═════ Material to process

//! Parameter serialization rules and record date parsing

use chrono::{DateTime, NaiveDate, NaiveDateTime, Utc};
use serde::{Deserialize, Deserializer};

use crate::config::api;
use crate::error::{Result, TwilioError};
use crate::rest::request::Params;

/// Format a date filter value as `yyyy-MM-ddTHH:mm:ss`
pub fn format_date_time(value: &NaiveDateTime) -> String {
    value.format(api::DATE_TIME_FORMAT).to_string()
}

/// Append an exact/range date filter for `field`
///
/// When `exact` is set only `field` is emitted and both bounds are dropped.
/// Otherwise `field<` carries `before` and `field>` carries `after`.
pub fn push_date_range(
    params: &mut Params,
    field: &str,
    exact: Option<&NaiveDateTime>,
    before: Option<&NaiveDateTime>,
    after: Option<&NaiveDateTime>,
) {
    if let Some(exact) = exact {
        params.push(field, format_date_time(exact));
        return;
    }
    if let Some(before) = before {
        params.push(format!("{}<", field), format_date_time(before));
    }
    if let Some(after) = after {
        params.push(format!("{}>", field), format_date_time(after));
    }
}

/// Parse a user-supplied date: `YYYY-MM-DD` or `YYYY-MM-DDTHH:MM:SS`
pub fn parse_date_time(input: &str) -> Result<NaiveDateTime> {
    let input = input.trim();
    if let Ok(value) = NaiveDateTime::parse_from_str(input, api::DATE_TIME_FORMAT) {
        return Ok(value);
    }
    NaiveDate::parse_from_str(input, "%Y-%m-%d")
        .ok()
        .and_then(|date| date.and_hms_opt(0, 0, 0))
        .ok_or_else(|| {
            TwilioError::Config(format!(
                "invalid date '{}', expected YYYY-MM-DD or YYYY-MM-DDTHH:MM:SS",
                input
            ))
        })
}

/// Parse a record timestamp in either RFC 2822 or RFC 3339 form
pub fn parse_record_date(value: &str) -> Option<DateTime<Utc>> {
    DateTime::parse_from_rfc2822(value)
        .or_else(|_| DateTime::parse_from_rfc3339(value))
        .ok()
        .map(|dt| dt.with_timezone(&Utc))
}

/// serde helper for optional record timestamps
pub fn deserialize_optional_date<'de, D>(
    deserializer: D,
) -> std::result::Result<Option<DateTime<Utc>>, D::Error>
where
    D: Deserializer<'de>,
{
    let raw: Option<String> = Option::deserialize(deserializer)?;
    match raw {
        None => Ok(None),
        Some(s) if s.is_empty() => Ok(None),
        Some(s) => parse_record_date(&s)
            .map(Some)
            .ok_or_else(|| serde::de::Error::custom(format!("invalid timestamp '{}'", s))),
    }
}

══════════

Task directions:
Report every line of the records that contains the word "exact".

Written response:
/// Append an exact/range date filter for `field`
/// When `exact` is set only `field` is emitted and both bounds are dropped.
    exact: Option<&NaiveDateTime>,
    if let Some(exact) = exact {
        params.push(field, format_date_time(exact));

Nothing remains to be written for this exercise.